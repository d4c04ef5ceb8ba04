//! Common module for library exports

pub use crate::breakpoints::{BreakpointId, BreakpointKind, BreakpointResolution, DiagnosticSeverity};
pub use crate::config::SessionConfig;
pub use crate::error::{DebuggerError, Result};
pub use crate::events::{SessionEvent, SessionEventReceiver};
pub use crate::ide::IdePosition;
pub use crate::session::DebugSession;
pub use crate::symbols::{Resolver, SymbolDatabase};
pub use crate::types::{Address, Architecture, Registers, SourcePosition, StackFrame, StopReason, ThreadId};
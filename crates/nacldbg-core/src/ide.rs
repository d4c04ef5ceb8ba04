//! Line numbering at the IDE boundary.
//!
//! DWARF numbers lines from 1, the IDE from 0. Everything inside the crate
//! works with DWARF lines; conversion happens only where a value crosses
//! into or out of [`crate::DebugSession`].

use std::fmt;
use std::path::PathBuf;

use crate::types::{SourcePosition, StackFrame};

/// DWARF line for a 0-based IDE line.
#[must_use]
pub const fn dwarf_line(ide_line: u32) -> u32
{
    ide_line.saturating_add(1)
}

/// 0-based IDE line for a DWARF line.
#[must_use]
pub const fn ide_line(dwarf_line: u32) -> u32
{
    dwarf_line.saturating_sub(1)
}

/// A source position with a 0-based line.
#[derive(Debug, Clone, PartialEq, Eq)]
pub struct IdePosition
{
    pub path: PathBuf,
    /// 0-based line
    pub line: u32,
    pub column: u32,
}

impl IdePosition
{
    #[must_use]
    pub fn new(path: impl Into<PathBuf>, line: u32) -> Self
    {
        Self {
            path: path.into(),
            line,
            column: 0,
        }
    }

    /// Back to DWARF numbering.
    #[must_use]
    pub fn to_source_position(&self) -> SourcePosition
    {
        SourcePosition {
            path: self.path.clone(),
            line: dwarf_line(self.line),
            column: self.column,
        }
    }
}

impl From<SourcePosition> for IdePosition
{
    fn from(position: SourcePosition) -> Self
    {
        Self {
            path: position.path,
            line: ide_line(position.line),
            column: position.column,
        }
    }
}

impl From<&SourcePosition> for IdePosition
{
    fn from(position: &SourcePosition) -> Self
    {
        Self::from(position.clone())
    }
}

impl fmt::Display for IdePosition
{
    fn fmt(&self, f: &mut fmt::Formatter<'_>) -> fmt::Result
    {
        write!(f, "{}:{}", self.path.display(), self.line)
    }
}

impl StackFrame
{
    /// Frame position in IDE numbering.
    #[must_use]
    pub fn ide_position(&self) -> Option<IdePosition>
    {
        self.position.as_ref().map(IdePosition::from)
    }
}

#[cfg(test)]
mod tests
{
    use super::*;

    #[test]
    fn test_line_conversion()
    {
        assert_eq!(dwarf_line(0), 1);
        assert_eq!(ide_line(1), 0);
        assert_eq!(ide_line(0), 0);

        let position = SourcePosition {
            path: PathBuf::from("/src/hello.c"),
            line: 12,
            column: 3,
        };
        let ide = IdePosition::from(&position);
        assert_eq!(ide.line, 11);
        assert_eq!(ide.to_source_position(), position);
        assert_eq!(ide.to_string(), "/src/hello.c:11");
    }
}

----

## Task objective:
Repeat the whole of the data verbatim, as it reads above.

## Completed exercise:
repository d4c04ef5ceb8ba04
//! Common module for library exports

pub use crate::breakpoints::{BreakpointId, BreakpointKind, BreakpointResolution, DiagnosticSeverity};
pub use crate::config::SessionConfig;
pub use crate::error::{DebuggerError, Result};
pub use crate::events::{SessionEvent, SessionEventReceiver};
pub use crate::ide::IdePosition;
pub use crate::session::DebugSession;
pub use crate::symbols::{Resolver, SymbolDatabase};
pub use crate::types::{Address, Architecture, Registers, SourcePosition, StackFrame, StopReason, ThreadId};
filename crates/nacldbg-core/src/ide.rs
repository d4c04ef5ceb8ba04
//! Line numbering at the IDE boundary.
//!
//! DWARF numbers lines from 1, the IDE from 0. Everything inside the crate
//! works with DWARF lines; conversion happens only where a value crosses
//! into or out of [`crate::DebugSession`].

use std::fmt;
use std::path::PathBuf;

use crate::types::{SourcePosition, StackFrame};

/// DWARF line for a 0-based IDE line.
#[must_use]
pub const fn dwarf_line(ide_line: u32) -> u32
{
    ide_line.saturating_add(1)
}

/// 0-based IDE line for a DWARF line.
#[must_use]
pub const fn ide_line(dwarf_line: u32) -> u32
{
    dwarf_line.saturating_sub(1)
}

/// A source position with a 0-based line.
#[derive(Debug, Clone, PartialEq, Eq)]
pub struct IdePosition
{
    pub path: PathBuf,
    /// 0-based line
    pub line: u32,
    pub column: u32,
}

impl IdePosition
{
    #[must_use]
    pub fn new(path: impl Into<PathBuf>, line: u32) -> Self
    {
        Self {
            path: path.into(),
            line,
            column: 0,
        }
    }

    /// Back to DWARF numbering.
    #[must_use]
    pub fn to_source_position(&self) -> SourcePosition
    {
        SourcePosition {
            path: self.path.clone(),
            line: dwarf_line(self.line),
            column: self.column,
        }
    }
}

impl From<SourcePosition> for IdePosition
{
    fn from(position: SourcePosition) -> Self
    {
        Self {
            path: position.path,
            line: ide_line(position.line),
            column: position.column,
        }
    }
}

impl From<&SourcePosition> for IdePosition
{
    fn from(position: &SourcePosition) -> Self
    {
        Self::from(position.clone())
    }
}

impl fmt::Display for IdePosition
{
    fn fmt(&self, f: &mut fmt::Formatter<'_>) -> fmt::Result
    {
        write!(f, "{}:{}", self.path.display(), self.line)
    }
}

impl StackFrame
{
    /// Frame position in IDE numbering.
    #[must_use]
    pub fn ide_position(&self) -> Option<IdePosition>
    {
        self.position.as_ref().map(IdePosition::from)
    }
}

#[cfg(test)]
mod tests
{
    use super::*;

    #[test]
    fn test_line_conversion()
    {
        assert_eq!(dwarf_line(0), 1);
        assert_eq!(ide_line(1), 0);
        assert_eq!(ide_line(0), 0);

        let position = SourcePosition {
            path: PathBuf::from("/src/hello.c"),
            line: 12,
            column: 3,
        };
        let ide = IdePosition::from(&position);
        assert_eq!(ide.line, 11);
        assert_eq!(ide.to_source_position(), position);
        assert_eq!(ide.to_string(), "/src/hello.c:11");
    }
}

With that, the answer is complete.